Tradicional y modernista, costumbrista y arriesgada, complaciente y feminista, la obra de ficción de Susan Glaspell no se ajusta a patrones sencillos. Ganadora de un Premio Pulitzer de teatro, adalid de la vanguardia teatral en Estados Unidos, escritora de novelas de reconocido prestigio, hasta hoy sus relatos siguen siendo el secreto mejor guardado de la literatura norteamericana. Este volumen presenta, por primera vez en castellano, la faceta más desconocida de la autora, su narrativa breve, con la traducción de ocho de sus más de setenta relatos, en los que se revela su variedad estilística y temática y que sitúan a Glaspell en un lugar preeminente de la imponente tradición de la narrativa breve estadounidense, a la que contribuye con arriesgadas propuestas sociales, políticas y artísticas.

https://puv.uv.es/libro/rosas-en-la-arena-los-relatos-de-susan-glaspell.html

Staging America: The Artistic Legacy of the Provincetown Players (University of Alabama Press, 2022)

Jeffery Kennedy began his career as a protégé of the great O’Neill biographers, Arthur and Barbara Gelb.
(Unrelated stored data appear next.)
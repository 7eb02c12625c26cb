//! Multi-producer, single-consumer queue between the fetch workers and the
//! writer.
//!
//! The queue is unbounded so producers never wait on the writer. Every sent
//! item stays "pending" until the consumer acknowledges it with
//! [`ResultReceiver::task_done`]; [`DrainBarrier::wait`] resolves once nothing is
//! pending. Dropping every [`ResultSender`] closes the queue, after which
//! [`ResultReceiver::recv`] returns `None` once the buffered items are gone.

use crate::domain::model::ResolvedPackage;
use crate::utils::error::{PinError, Result};
use std::sync::atomic::{AtomicUsize, Ordering};
use std::sync::Arc;
use tokio::sync::{mpsc, Notify};

#[derive(Debug, Default)]
struct Pending {
    count: AtomicUsize,
    drained: Notify,
}

impl Pending {
    fn complete_one(&self) {
        if self.count.fetch_sub(1, Ordering::AcqRel) == 1 {
            self.drained.notify_waiters();
        }
    }
}

#[derive(Debug, Clone)]
pub struct ResultSender {
    tx: mpsc::UnboundedSender<ResolvedPackage>,
    pending: Arc<Pending>,
}

impl ResultSender {
    pub fn send(&self, package: ResolvedPackage) -> Result<()> {
        self.pending.count.fetch_add(1, Ordering::AcqRel);
        self.tx.send(package).map_err(|err| {
            self.pending.complete_one();
            PinError::ChannelClosed {
                package: err.0.name,
            }
        })
    }
}

#[derive(Debug)]
pub struct ResultReceiver {
    rx: mpsc::UnboundedReceiver<ResolvedPackage>,
    pending: Arc<Pending>,
}

impl ResultReceiver {
    /// Next package, or `None` once every sender is gone and the queue is empty.
    pub async fn recv(&mut self) -> Option<ResolvedPackage> {
        self.rx.recv().await
    }

    /// Mark one received package as fully processed.
    pub fn task_done(&self) {
        self.pending.complete_one();
    }
}

impl Drop for ResultReceiver {
    fn drop(&mut self) {
        // 丟棄未處理的項目，避免 DrainBarrier 永遠等待
        self.rx.close();
        while self.rx.try_recv().is_ok() {
            self.pending.complete_one();
        }
    }
}

#[derive(Debug, Clone)]
pub struct DrainBarrier {
    pending: Arc<Pending>,
}

impl DrainBarrier {
    /// Wait until every package sent so far has been acknowledged.
    pub async fn wait(&self) {
        loop {
            let notified = self.pending.drained.notified();
            tokio::pin!(notified);
            notified.as_mut().enable();

            if self.pending.count.load(Ordering::Acquire) == 0 {
                return;
            }
            notified.await;
        }
    }

    pub fn pending(&self) -> usize {
        self.pending.count.load(Ordering::Acquire)
    }
}

pub fn result_channel() -> (ResultSender, ResultReceiver, DrainBarrier) {
    let (tx, rx) = mpsc::unbounded_channel();
    let pending = Arc::new(Pending::default());
    (
        ResultSender {
            tx,
            pending: Arc::clone(&pending),
        },
        ResultReceiver {
            rx,
            pending: Arc::clone(&pending),
        },
        DrainBarrier { pending },
    )
}
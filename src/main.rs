use clap::Parser;
use reqpin::utils::{logger, validation::Validate};
use reqpin::CliConfig;

#[tokio::main]
async fn main() -> anyhow::Result<()> {
    let config = CliConfig::parse();

    // 初始化日誌
    if config.log_json {
        logger::init_json_logger(config.verbose);
    } else {
        logger::init_cli_logger(config.verbose);
    }

    tracing::info!("Starting reqpin");
    if config.verbose {
        tracing::debug!("CLI config: {:?}", config);
    }

    // 驗證配置
    if let Err(e) = config.validate() {
        tracing::error!("❌ Configuration validation failed: {}", e);
        tracing::error!("💡 Suggestion: {}", e.recovery_suggestion());
        eprintln!("❌ {}", e.user_friendly_message());
        std::process::exit(1);
    }

    let outcome = match config.build_generator() {
        Ok(generator) => generator.run().await,
        Err(e) => Err(e),
    };

    match outcome {
        Ok(summary) => {
            tracing::info!(
                "✅ Done: {} packages, {} pinned ({} commented out as broken), {} skipped in {:?}",
                summary.total,
                summary.written,
                summary.annotated,
                summary.skipped,
                summary.elapsed
            );
            tracing::debug!("Run started at {}", summary.started_at.to_rfc3339());
            println!("✅ Wrote {} pins to {}", summary.written, summary.output);
        }
        Err(e) => {
            tracing::error!(
                "❌ Run failed: {} (Category: {:?}, Severity: {:?})",
                e,
                e.category(),
                e.severity()
            );
            tracing::error!("💡 Recovery suggestion: {}", e.recovery_suggestion());

            eprintln!("❌ {}", e.user_friendly_message());
            eprintln!("💡 {}", e.recovery_suggestion());

            // 依嚴重程度決定退出碼
            std::process::exit(e.severity().exit_code());
        }
    }

    Ok(())
}
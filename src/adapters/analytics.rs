//! Ranked package list from the public ClickHouse PyPI downloads dataset.

use crate::adapters::dedup_names;
use crate::domain::model::PackageName;
use crate::domain::ports::InputProvider;
use crate::utils::error::{PinError, Result};
use async_trait::async_trait;
use reqwest::Client;

pub const DEFAULT_ANALYTICS_HOST: &str = "https://clickpy-clickhouse.clickhouse.com/";

pub fn ranking_query(limit: usize) -> String {
    format!(
        "SELECT project FROM pypi.pypi_downloads GROUP BY project ORDER BY sum(count) DESC LIMIT {} FORMAT JSONCompactColumns",
        limit
    )
}

pub struct AnalyticsProvider {
    client: Client,
    host: String,
    headroom: usize,
}

impl AnalyticsProvider {
    pub fn new(client: Client, host: impl Into<String>) -> Self {
        Self {
            client,
            host: host.into(),
            headroom: 0,
        }
    }

    /// Ask for `headroom` extra names so that roughly `limit` useful ones remain
    /// once known-broken packages are commented out.
    pub fn with_headroom(mut self, headroom: usize) -> Self {
        self.headroom = headroom;
        self
    }
}

#[async_trait]
impl InputProvider for AnalyticsProvider {
    async fn fetch_ranked_names(&self, limit: usize) -> Result<Vec<PackageName>> {
        let requested = limit.saturating_add(self.headroom);
        tracing::info!("📥 Download top {} modules (requesting {})", limit, requested);

        let response = self
            .client
            .get(&self.host)
            .query(&[("user", "play"), ("query", ranking_query(requested).as_str())])
            .send()
            .await?;

        tracing::debug!("Analytics response status: {}", response.status());
        if !response.status().is_success() {
            return Err(PinError::DiscoveryFailed {
                url: self.host.clone(),
                status: response.status().as_u16(),
            });
        }

        // ClickHouse 回傳 text/plain，手動解析 JSON
        let body = response.text().await?;
        let columns: Vec<Vec<serde_json::Value>> = serde_json::from_str(&body)?;
        let first = columns.into_iter().next().unwrap_or_default();

        let names = first
            .into_iter()
            .filter_map(|value| match value {
                serde_json::Value::String(name) if !name.is_empty() => Some(name),
                _ => None,
            })
            .collect();

        Ok(dedup_names(names))
    }

    fn describe(&self) -> String {
        format!("analytics query at {}", self.host)
    }
}
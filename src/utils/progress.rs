use std::sync::atomic::{AtomicUsize, Ordering};
use std::sync::Arc;
use std::time::{Duration, Instant};
use tokio::task::JoinHandle;

/// Per-worker progress indicator.
///
/// Each worker owns one; every advance is also added to the run-wide counter
/// that the reporter task reads.
#[derive(Debug)]
pub struct WorkerProgress {
    worker: usize,
    total: usize,
    processed: usize,
    overall: Arc<AtomicUsize>,
    started: Instant,
}

impl WorkerProgress {
    pub fn new(worker: usize, total: usize, overall: Arc<AtomicUsize>) -> Self {
        Self {
            worker,
            total,
            processed: 0,
            overall,
            started: Instant::now(),
        }
    }

    pub fn advance(&mut self) {
        self.processed += 1;
        self.overall.fetch_add(1, Ordering::Relaxed);
    }

    pub fn processed(&self) -> usize {
        self.processed
    }

    pub fn finish(self) {
        tracing::debug!(
            worker = self.worker,
            processed = self.processed,
            total = self.total,
            elapsed = ?self.started.elapsed(),
            "worker finished"
        );
    }
}

/// Log the run-wide progress every `interval` until the handle is aborted.
pub fn spawn_progress_reporter(
    overall: Arc<AtomicUsize>,
    total: usize,
    interval: Duration,
) -> JoinHandle<()> {
    tokio::spawn(async move {
        let mut ticker = tokio::time::interval(interval);
        ticker.set_missed_tick_behavior(tokio::time::MissedTickBehavior::Skip);
        // 第一次 tick 立即返回
        ticker.tick().await;

        loop {
            ticker.tick().await;
            let done = overall.load(Ordering::Relaxed);
            let percent = if total > 0 {
                done as f64 / total as f64 * 100.0
            } else {
                100.0
            };
            tracing::info!("⏳ Resolved {}/{} packages ({:.1}%)", done, total, percent);
            if done >= total {
                return;
            }
        }
    })
}
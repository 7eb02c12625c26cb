use crate::domain::model::{Batch, PackageName};
use crate::utils::error::{PinError, Result};

/// Split `names` into exactly `workers` contiguous batches.
///
/// Sizes differ by at most one and the first `len % workers` batches carry the
/// extra name. With more workers than names the trailing batches are empty.
pub fn partition(names: Vec<PackageName>, workers: usize) -> Result<Vec<Batch>> {
    if workers == 0 {
        return Err(PinError::InvalidConfigValueError {
            field: "workers".to_string(),
            value: "0".to_string(),
            reason: "Value must be at least 1".to_string(),
        });
    }

    let base = names.len() / workers;
    let extra = names.len() % workers;

    let mut remaining = names.into_iter();
    let batches = (0..workers)
        .map(|index| {
            let size = base + usize::from(index < extra);
            remaining.by_ref().take(size).collect::<Batch>()
        })
        .collect();

    Ok(batches)
}
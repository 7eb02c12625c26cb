use crate::utils::error::{PinError, Result};
use url::Url;

pub trait Validate {
    fn validate(&self) -> Result<()>;
}

pub fn validate_url(field_name: &str, url_str: &str) -> Result<()> {
    if url_str.is_empty() {
        return Err(PinError::InvalidConfigValueError {
            field: field_name.to_string(),
            value: url_str.to_string(),
            reason: "URL cannot be empty".to_string(),
        });
    }

    match Url::parse(url_str) {
        Ok(url) => match url.scheme() {
            "http" | "https" => Ok(()),
            scheme => Err(PinError::InvalidConfigValueError {
                field: field_name.to_string(),
                value: url_str.to_string(),
                reason: format!("Unsupported URL scheme: {}", scheme),
            }),
        },
        Err(e) => Err(PinError::InvalidConfigValueError {
            field: field_name.to_string(),
            value: url_str.to_string(),
            reason: format!("Invalid URL format: {}", e),
        }),
    }
}

pub fn validate_path(field_name: &str, path: &str) -> Result<()> {
    if path.is_empty() {
        return Err(PinError::InvalidConfigValueError {
            field: field_name.to_string(),
            value: path.to_string(),
            reason: "Path cannot be empty".to_string(),
        });
    }

    if path.contains('\0') {
        return Err(PinError::InvalidConfigValueError {
            field: field_name.to_string(),
            value: path.to_string(),
            reason: "Path contains null bytes".to_string(),
        });
    }

    Ok(())
}

pub fn validate_positive_number(field_name: &str, value: usize, min_value: usize) -> Result<()> {
    if value < min_value {
        return Err(PinError::InvalidConfigValueError {
            field: field_name.to_string(),
            value: value.to_string(),
            reason: format!("Value must be at least {}", min_value),
        });
    }
    Ok(())
}

pub fn validate_required_field<'a, T>(field_name: &str, value: &'a Option<T>) -> Result<&'a T> {
    value.as_ref().ok_or_else(|| PinError::MissingConfigError {
        field: field_name.to_string(),
    })
}
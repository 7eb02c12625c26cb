pub mod channel;
pub mod generator;
pub mod partition;
pub mod pipeline;
pub mod worker;
pub mod writer;

pub use crate::domain::model::{Batch, BrokenModules, PackageName, ResolvedPackage, RunSummary};
pub use crate::domain::ports::{ConfigProvider, InputProvider, OnContractViolation};
pub use crate::utils::error::Result;
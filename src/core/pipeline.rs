use crate::adapters::registry::RegistryClient;
use crate::core::channel::result_channel;
use crate::core::partition::partition;
use crate::core::worker::FetchWorker;
use crate::core::writer::ManifestWriter;
use crate::domain::model::{Batch, BrokenModules, PackageName, WorkerReport, WriterReport};
use crate::domain::ports::OnContractViolation;
use crate::utils::error::{PinError, Result};
use crate::utils::progress::{spawn_progress_reporter, WorkerProgress};
use std::path::PathBuf;
use std::sync::atomic::AtomicUsize;
use std::sync::Arc;
use std::time::Duration;
use tokio::io::AsyncWrite;
use tokio::task::JoinHandle;

#[derive(Debug, Clone)]
pub struct PipelineOptions {
    pub workers: usize,
    pub output: PathBuf,
    pub on_violation: OnContractViolation,
    pub progress_interval: Duration,
}

impl PipelineOptions {
    pub fn new(workers: usize, output: impl Into<PathBuf>) -> Self {
        Self {
            workers,
            output: output.into(),
            on_violation: OnContractViolation::default(),
            progress_interval: Duration::from_secs(5),
        }
    }

    pub fn with_on_violation(mut self, on_violation: OnContractViolation) -> Self {
        self.on_violation = on_violation;
        self
    }
}

#[derive(Debug, Clone, Default)]
pub struct PipelineReport {
    pub workers: Vec<WorkerReport>,
    pub writer: WriterReport,
}

impl PipelineReport {
    pub fn accepted(&self) -> usize {
        self.workers.iter().map(|w| w.accepted).sum()
    }

    pub fn skipped(&self) -> usize {
        self.workers.iter().map(|w| w.skipped).sum()
    }
}

/// Partition, fan out to the fetch workers, funnel into the writer, shut down.
pub struct FetchPipeline {
    client: RegistryClient,
    broken: BrokenModules,
    options: PipelineOptions,
}

impl FetchPipeline {
    pub fn new(client: RegistryClient, broken: BrokenModules, options: PipelineOptions) -> Self {
        Self {
            client,
            broken,
            options,
        }
    }

    pub fn options(&self) -> &PipelineOptions {
        &self.options
    }

    /// Resolve every name and write the manifest.
    ///
    /// A failing worker does not stop the others: everything already accepted is
    /// still written and flushed, then the first failure is returned.
    pub async fn run(&self, names: Vec<PackageName>) -> Result<PipelineReport> {
        let total = names.len();
        let batches = partition(names, self.options.workers)?;
        tracing::debug!(
            "Partitioned {} packages into {} batches",
            total,
            batches.len()
        );

        let writer = ManifestWriter::create(&self.options.output, self.broken.clone()).await?;
        self.drive(batches, total, writer).await
    }

    async fn drive<W>(
        &self,
        batches: Vec<Batch>,
        total: usize,
        writer: ManifestWriter<W>,
    ) -> Result<PipelineReport>
    where
        W: AsyncWrite + Unpin + Send + 'static,
    {
        let (tx, rx, barrier) = result_channel();

        // Writer 必須在任何 worker 之前啟動
        let mut writer_handle = tokio::spawn(writer.run(rx));

        let overall = Arc::new(AtomicUsize::new(0));
        let reporter =
            spawn_progress_reporter(Arc::clone(&overall), total, self.options.progress_interval);

        let worker_handles: Vec<JoinHandle<Result<WorkerReport>>> = batches
            .into_iter()
            .enumerate()
            .map(|(id, batch)| {
                let progress = WorkerProgress::new(id, batch.len(), Arc::clone(&overall));
                let worker = FetchWorker::new(
                    id,
                    self.client.clone(),
                    tx.clone(),
                    progress,
                    self.options.on_violation,
                );
                tokio::spawn(worker.run(batch))
            })
            .collect();

        let mut report = PipelineReport::default();
        let mut first_error: Option<PinError> = None;

        for (id, handle) in worker_handles.into_iter().enumerate() {
            let outcome = match handle.await {
                Ok(outcome) => outcome,
                Err(join_error) => Err(PinError::TaskFailed {
                    task: format!("worker {}", id),
                    message: join_error.to_string(),
                }),
            };

            match outcome {
                Ok(worker_report) => report.workers.push(worker_report),
                Err(err) => {
                    tracing::error!("Worker {} failed: {}", id, err);
                    first_error.get_or_insert(err);
                }
            }
        }
        reporter.abort();

        // 等待 writer 處理完所有已送出的結果；writer 提前結束則不能再等
        tokio::select! {
            _ = barrier.wait() => {}
            early = &mut writer_handle => {
                return Err(match early {
                    Ok(Err(err)) => err,
                    Ok(Ok(_)) => PinError::TaskFailed {
                        task: "writer".to_string(),
                        message: "stopped before the result channel was drained".to_string(),
                    },
                    Err(join_error) => PinError::TaskFailed {
                        task: "writer".to_string(),
                        message: join_error.to_string(),
                    },
                });
            }
        }

        // 最後一個 sender 被丟棄後 writer 迴圈才會結束
        drop(tx);
        report.writer = match writer_handle.await {
            Ok(writer_report) => writer_report?,
            Err(join_error) => {
                return Err(PinError::TaskFailed {
                    task: "writer".to_string(),
                    message: join_error.to_string(),
                })
            }
        };

        match first_error {
            Some(err) => Err(err),
            None => Ok(report),
        }
    }
}
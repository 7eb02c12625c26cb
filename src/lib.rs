pub mod adapters;
#[cfg(feature = "cli")]
pub mod config;
pub mod core;
pub mod domain;
pub mod utils;

#[cfg(feature = "cli")]
pub use crate::config::{CliConfig, Source};

pub use crate::adapters::registry::RegistryClient;
pub use crate::core::{
    generator::Generator,
    pipeline::{FetchPipeline, PipelineOptions},
};
pub use crate::domain::model::{BrokenModules, ResolvedPackage, RunSummary};
pub use crate::domain::ports::{InputProvider, OnContractViolation};
pub use crate::utils::error::{PinError, Result};
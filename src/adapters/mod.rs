// Adapters layer: concrete implementations for external systems (registry, package-list sources).

pub mod analytics;
pub mod names_file;
pub mod registry;
pub mod snapshot;

use crate::domain::model::PackageName;
use std::collections::HashSet;

/// Drop repeated names, keeping the first occurrence.
pub fn dedup_names(names: Vec<PackageName>) -> Vec<PackageName> {
    let mut seen = HashSet::with_capacity(names.len());
    names
        .into_iter()
        .filter(|name| seen.insert(name.clone()))
        .collect()
}
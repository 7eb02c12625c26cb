//! PyPI JSON API client.

use crate::domain::model::ResolvedPackage;
use crate::utils::error::{PinError, Result};
use reqwest::{Client, StatusCode};
use serde_json::Value;
use std::time::Duration;

pub const DEFAULT_REGISTRY_URL: &str = "https://pypi.org";

/// Why a package produced no manifest line.
#[derive(Debug, Clone, PartialEq, Eq)]
pub enum SkipReason {
    /// Registry answered with something other than 200.
    Status(u16),
    /// Project exists but has no files for its latest release.
    NoDistributions,
    /// Timed out or the connection failed.
    Unreachable(String),
}

#[derive(Debug, Clone, PartialEq, Eq)]
pub enum Lookup {
    Found(ResolvedPackage),
    Skipped(SkipReason),
}

/// HTTP client bound to one registry base URL. Clones share the connection pool.
#[derive(Debug, Clone)]
pub struct RegistryClient {
    client: Client,
    base_url: String,
}

impl RegistryClient {
    pub fn new(base_url: &str, timeout: Duration) -> Result<Self> {
        let client = Client::builder()
            .timeout(timeout)
            .user_agent(concat!("reqpin/", env!("CARGO_PKG_VERSION")))
            .build()?;

        Ok(Self {
            client,
            base_url: base_url.trim_end_matches('/').to_string(),
        })
    }

    pub fn project_url(&self, name: &str) -> String {
        format!("{}/pypi/{}/json", self.base_url, name)
    }

    /// Resolve the latest version of `name`.
    ///
    /// Returns `Err(ContractViolation)` when a 200 response does not have the
    /// `{info: {version}, urls: [...]}` shape.
    pub async fn lookup(&self, name: &str) -> Result<Lookup> {
        let url = self.project_url(name);
        tracing::trace!("GET {}", url);

        let response = match self.client.get(&url).send().await {
            Ok(response) => response,
            Err(e) => return Ok(Lookup::Skipped(SkipReason::Unreachable(e.to_string()))),
        };

        let status = response.status();
        if status != StatusCode::OK {
            return Ok(Lookup::Skipped(SkipReason::Status(status.as_u16())));
        }

        let body = match response.bytes().await {
            Ok(body) => body,
            Err(e) => return Ok(Lookup::Skipped(SkipReason::Unreachable(e.to_string()))),
        };

        let violation = |detail: &str| PinError::ContractViolation {
            package: name.to_string(),
            detail: detail.to_string(),
        };

        let document: Value = serde_json::from_slice(&body)
            .map_err(|e| violation(&format!("invalid project document: {}", e)))?;

        // 先看 urls，info 只在有發佈檔案時才讀取
        match document.get("urls") {
            None => return Err(violation("missing 'urls'")),
            Some(Value::Null) => return Ok(Lookup::Skipped(SkipReason::NoDistributions)),
            // 佔位名稱或保留名稱沒有任何發佈檔案
            Some(Value::Array(urls)) if urls.is_empty() => {
                return Ok(Lookup::Skipped(SkipReason::NoDistributions))
            }
            Some(Value::Array(_)) => {}
            Some(_) => return Err(violation("'urls' is not an array")),
        }

        let version = document
            .get("info")
            .and_then(|info| info.get("version"))
            .and_then(Value::as_str)
            .ok_or_else(|| violation("missing 'info.version'"))?;

        Ok(Lookup::Found(ResolvedPackage::new(name, version)))
    }
}
#[cfg(feature = "cli")]
use std::sync::{Arc, Mutex};
#[cfg(feature = "cli")]
use std::time::{Duration, Instant};
#[cfg(feature = "cli")]
use sysinfo::{Pid, ProcessesToUpdate, System};

#[cfg(feature = "cli")]
#[derive(Debug, Clone)]
pub struct SystemStats {
    pub cpu_usage: f32,
    pub memory_usage_mb: u64,
    pub peak_memory_mb: u64,
    pub elapsed_time: Duration,
}

#[cfg(feature = "cli")]
pub struct SystemMonitor {
    system: Arc<Mutex<System>>,
    pid: Option<Pid>,
    start_time: Instant,
    peak_memory: Arc<Mutex<u64>>,
    enabled: bool,
}

#[cfg(feature = "cli")]
impl SystemMonitor {
    pub fn new(enabled: bool) -> Self {
        let pid = sysinfo::get_current_pid().ok();
        let mut system = System::new();
        if enabled {
            if let Some(pid) = pid {
                system.refresh_processes(ProcessesToUpdate::Some(&[pid]), true);
            }
        }

        Self {
            system: Arc::new(Mutex::new(system)),
            pid,
            start_time: Instant::now(),
            peak_memory: Arc::new(Mutex::new(0)),
            enabled,
        }
    }

    pub fn get_stats(&self) -> Option<SystemStats> {
        if !self.enabled {
            return None;
        }

        let pid = self.pid?;
        let mut system = self.system.lock().ok()?;
        system.refresh_processes(ProcessesToUpdate::Some(&[pid]), true);

        let process = system.process(pid)?;
        let memory_mb = process.memory() / 1024 / 1024;

        let mut peak = self.peak_memory.lock().ok()?;
        if memory_mb > *peak {
            *peak = memory_mb;
        }

        Some(SystemStats {
            cpu_usage: process.cpu_usage(),
            memory_usage_mb: memory_mb,
            peak_memory_mb: *peak,
            elapsed_time: self.start_time.elapsed(),
        })
    }

    pub fn log_stats(&self, phase: &str) {
        if let Some(stats) = self.get_stats() {
            tracing::info!(
                "📊 {} - CPU: {:.1}%, Memory: {}MB, Peak: {}MB, Time: {:?}",
                phase,
                stats.cpu_usage,
                stats.memory_usage_mb,
                stats.peak_memory_mb,
                stats.elapsed_time
            );
        }
    }

    pub fn log_final_stats(&self) {
        if let Some(stats) = self.get_stats() {
            tracing::info!(
                "📊 Final Stats - Total Time: {:?}, Peak Memory: {}MB",
                stats.elapsed_time,
                stats.peak_memory_mb
            );
        }
    }

    pub fn is_enabled(&self) -> bool {
        self.enabled
    }
}

#[cfg(feature = "cli")]
impl Default for SystemMonitor {
    fn default() -> Self {
        Self::new(false)
    }
}

// 非 CLI 環境提供空實現
#[cfg(not(feature = "cli"))]
#[derive(Default)]
pub struct SystemMonitor;

#[cfg(not(feature = "cli"))]
impl SystemMonitor {
    pub fn new(_enabled: bool) -> Self {
        Self
    }

    pub fn log_stats(&self, _phase: &str) {}

    pub fn log_final_stats(&self) {}

    pub fn is_enabled(&self) -> bool {
        false
    }
}
use tracing_subscriber::{layer::SubscriberExt, util::SubscriberInitExt, EnvFilter};

fn default_filter(verbose: bool) -> EnvFilter {
    if verbose {
        EnvFilter::try_from_default_env().unwrap_or_else(|_| EnvFilter::new("reqpin=debug,info"))
    } else {
        EnvFilter::try_from_default_env().unwrap_or_else(|_| EnvFilter::new("reqpin=info"))
    }
}

pub fn init_cli_logger(verbose: bool) {
    tracing_subscriber::registry()
        .with(default_filter(verbose))
        .with(
            tracing_subscriber::fmt::layer()
                .with_target(false)
                .with_thread_ids(false)
                .with_file(false)
                .with_line_number(false)
                .compact(),
        )
        .init();
}

/// JSON output for CI runs where the log is collected by a machine.
pub fn init_json_logger(verbose: bool) {
    tracing_subscriber::registry()
        .with(default_filter(verbose))
        .with(
            tracing_subscriber::fmt::layer()
                .with_target(false)
                .with_thread_ids(false)
                .with_file(false)
                .with_line_number(false)
                .json(),
        )
        .init();
}
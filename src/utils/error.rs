use thiserror::Error;

#[derive(Error, Debug)]
pub enum PinError {
    #[error("API request failed: {0}")]
    ApiError(#[from] reqwest::Error),

    #[error("IO error: {0}")]
    IoError(#[from] std::io::Error),

    #[error("Serialization error: {0}")]
    SerializationError(#[from] serde_json::Error),

    #[error("TOML parsing error: {0}")]
    TomlError(#[from] toml::de::Error),

    #[error("Invalid value '{value}' for {field}: {reason}")]
    InvalidConfigValueError {
        field: String,
        value: String,
        reason: String,
    },

    #[error("Missing required configuration: {field}")]
    MissingConfigError { field: String },

    #[error("Package list request to {url} failed with status {status}")]
    DiscoveryFailed { url: String, status: u16 },

    #[error("Unexpected registry response for '{package}': {detail}")]
    ContractViolation { package: String, detail: String },

    #[error("Result channel closed before '{package}' could be queued")]
    ChannelClosed { package: String },

    #[error("Task '{task}' failed: {message}")]
    TaskFailed { task: String, message: String },
}

#[derive(Debug, Clone, Copy, PartialEq, Eq)]
pub enum ErrorCategory {
    Configuration,
    Network,
    Data,
    System,
}

#[derive(Debug, Clone, Copy, PartialEq, Eq, PartialOrd, Ord)]
pub enum ErrorSeverity {
    Medium,
    High,
    Critical,
}

impl ErrorSeverity {
    /// Process exit code; every failure exits non-zero.
    pub fn exit_code(self) -> i32 {
        match self {
            ErrorSeverity::Medium => 2,
            ErrorSeverity::High => 1,
            ErrorSeverity::Critical => 3,
        }
    }
}

impl PinError {
    pub fn category(&self) -> ErrorCategory {
        match self {
            PinError::InvalidConfigValueError { .. }
            | PinError::MissingConfigError { .. }
            | PinError::TomlError(_) => ErrorCategory::Configuration,
            PinError::ApiError(_) | PinError::DiscoveryFailed { .. } => ErrorCategory::Network,
            PinError::SerializationError(_) | PinError::ContractViolation { .. } => {
                ErrorCategory::Data
            }
            PinError::IoError(_) | PinError::ChannelClosed { .. } | PinError::TaskFailed { .. } => {
                ErrorCategory::System
            }
        }
    }

    pub fn severity(&self) -> ErrorSeverity {
        match self.category() {
            ErrorCategory::Network => ErrorSeverity::Medium,
            ErrorCategory::Configuration | ErrorCategory::Data => ErrorSeverity::High,
            ErrorCategory::System => ErrorSeverity::Critical,
        }
    }

    pub fn recovery_suggestion(&self) -> &'static str {
        match self {
            PinError::ApiError(_) => "Check network connectivity and the configured URLs",
            PinError::DiscoveryFailed { .. } => {
                "The package list source is unavailable, try again later or switch --source"
            }
            PinError::ContractViolation { .. } => {
                "The registry changed its response format; rerun with --on-contract-violation skip to tolerate it"
            }
            PinError::TomlError(_) => "Fix the syntax of the broken-modules TOML file",
            PinError::InvalidConfigValueError { .. } | PinError::MissingConfigError { .. } => "Run with --help to review the available options",
            PinError::IoError(_) => "Check that the output path is writable",
            PinError::SerializationError(_) => "The source returned malformed JSON",
            PinError::ChannelClosed { .. } | PinError::TaskFailed { .. } => {
                "Rerun with --verbose and inspect the log for the failing task"
            }
        }
    }

    pub fn user_friendly_message(&self) -> String {
        match self {
            PinError::DiscoveryFailed { status, .. } => {
                format!("Could not load the package list (HTTP {})", status)
            }
            PinError::ContractViolation { package, .. } => {
                format!("Registry returned an unexpected document for '{}'", package)
            }
            PinError::InvalidConfigValueError { field, reason, .. } => {
                format!("Invalid option {}: {}", field, reason)
            }
            PinError::MissingConfigError { field } => format!("Missing option {}", field),
            other => other.to_string(),
        }
    }
}

pub type Result<T> = std::result::Result<T, PinError>;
Over the years he has collected the most comprehensive personal archive of Provincetown Players documents and photographs, as well traveling around the country and becoming deeply familiar with every academic and public archive. He is also the greatest raconteur of the Provincetown legends and stories, known and unknown, as well as an accomplished academic and theatre professional in his own right. Therefore his book, the first contemporary and comprehensive history of the Provincetown Players since Robert Sarlos 1982 Jig Cook and the Provincetown Players, has been long and eagerly awaited.

In Staging America: The Artistic Legacy of the Provincetown Players, Jeffery Kennedy tells the unabridged story of the innovative theatre group, from their roots in colonial American traditions to the tragic division of the O’Neill and Cook factions in 1924. In a meticulously researched and comprehensive narrative drawing on many new sources that have only become available in the last three decades, Kennedy modifies, refutes, and enhances previous studies, while shining new light at every turn on the history of the Provincetown Players.

Kennedy has placed a re-evaluation of George Cram Cook at the center of his study, tracing Cook’s mission of “cultural patriotism,” which drove him toward creating a uniquely American identity in theatre. Kennedy also provides many detailed narratives of the originating Provincetowners, adding significantly to the biographical record of the Players’ forty-seven playwrights, including Susan Glaspell, Neith Boyce, Edna St. Vincent Millay, Floyd Dell, Rita Wellman, Mike Gold, Djuna Barnes, and John Reed. Kennedy also examines other important artistic, literary, and political figures who influenced the Players, including Emma Goldman, Charles Demuth, Berenice Abbott, Sophie Treadwell, Theodore Dreiser, Claudette Colbert, and Charlie Chaplin. Finally, Kennedy re-evaluates the contribution of Eugene O’Neill to the Provincetown Players, and the company’s contribution to his development.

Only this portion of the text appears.